Vor der Durchführung der gregorianischen Kalenderreform – ein Kapitel für sich – fiel der Wintersonnenwendentag in Schweden für einige Jahrzehnte genau auf den 13. Dezember – der kürzeste Tag, die längste Nacht. Mit diesem Tag verbanden sich vielerlei Lichtriten. Und mit dem Luciatag verbanden sich so auch Feierlichkeiten zur Wintersonnenwende. – Aber Lichtbringerin ist Lucia auch schon in der frühchristlichen Tradition. Nicht nur, weil ihr Name vom lateinischen Wort für Licht – lux- abzuleiten ist. Sie soll Christin geworden sein in einer Zeit, als der christliche Glaube im römischen Reich noch verfolgt wurde. Ihr Vater starb früh, ihre Mutter sollte von ihrem Glauben lieber nichts wissen. Erst später erfuhr sie von Lucias Glauben -schwer erkrankt, ließ sich die Mutter von der Tochter ans Grab der heiligen Agatha führen und erlebte dort Heilung von ihrer Krankheit. – Lucia hatte, so erzählt die Legende, gelobt niemals zu heiraten, sondern immer ganz für Jesus zu leben. Sie wollte anderen Menschen viel Gutes tun. Dies konnte sie in Syrakus, wo sie lebte, denn viele Christen lebten dort schon im Untergrund, aus Angst unter Kaiser Diokletion verfolgt zu werden. Viele verbargen sich in den Katakomben, einer im römischen Reich üblichen unterirdischen Begräbnisanlage. Ihnen brachte sie Lebensmittel. Weil es in den Katakomben dunkel war und Lucia für den Lebensmitteltransport beide Hände frei haben wollte, soll sie einen Lichterkranz auf ihrem Kopf getragen haben, der ihr den Weg ausleuchtete. Und zugleich war sie buchstäblich Lichtbringerin, hat ein Licht gebracht in die Dunkelheit und verzweifelten Lage der Menschen damals. Als Christin starb sie später den Martyrertod – und wurde zu einer Heiligen. Und für uns heute ist sie noch immer ein leuchtendes Beispiel von Glauben, der mutig bekennt und aufrichtig, entschlossen, liebevoll handelt. Einander etwas Licht bringen in dieser dunklen Zeit. Welche schönere Aufgabe könnte es geben mitten im Advent?
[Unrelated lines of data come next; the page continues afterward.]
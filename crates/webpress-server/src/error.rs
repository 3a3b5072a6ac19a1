//! Request-boundary error mapping.
//!
//! The pipeline propagates typed errors; this module is the only place
//! they are turned into HTTP responses. Compress-path failures of every
//! kind surface as 400 with the original system's detail shape; a stats
//! read failure is the one server-side error, surfaced as 500.

use axum::http::StatusCode;
use axum::response::{IntoResponse, Response};
use axum::Json;
use serde_json::json;
use thiserror::Error;

use webpress_core::CompressError;

/// Errors a request handler can surface to the client.
#[derive(Debug, Error)]
pub enum ApiError {
    /// Upload missing, empty, or not decodable as an image.
    #[error("{0}")]
    InvalidInput(String),

    /// Normalization or transcoding failed.
    #[error("{0}")]
    Encoding(String),

    /// The stats write failed after a successful transcode.
    #[error("{0}")]
    Persistence(String),

    /// The stats listing could not be read.
    #[error("{0}")]
    StatsUnavailable(String),
}

impl From<CompressError> for ApiError {
    fn from(err: CompressError) -> Self {
        match err {
            CompressError::InvalidInput(reason) => ApiError::InvalidInput(reason),
            CompressError::Encoding(reason) => ApiError::Encoding(reason),
        }
    }
}

impl IntoResponse for ApiError {
    fn into_response(self) -> Response {
        match self {
            ApiError::StatsUnavailable(reason) => {
                tracing::error!(%reason, "failed to read compression stats");
                (
                    StatusCode::INTERNAL_SERVER_ERROR,
                    Json(json!({ "detail": format!("Error reading stats: {reason}") })),
                )
                    .into_response()
            }
            other => {
                tracing::error!(reason = %other, "error compressing image");
                (
                    StatusCode::BAD_REQUEST,
                    Json(json!({ "detail": format!("Error processing image: {other}") })),
                )
                    .into_response()
            }
        }
    }
}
Foto: Am Sonntag feierten wir einen Luciagottesdienst in Neugalmsbüll, und vier junge Damen schlüpften in die Rolle von Lucia und ihren Gefährtinnen – ihr habt das großartig gemacht und auch das Lucialied so schön gesungen! Danke auch an Birgit Deussing für die Anleitung und Mitwirkung!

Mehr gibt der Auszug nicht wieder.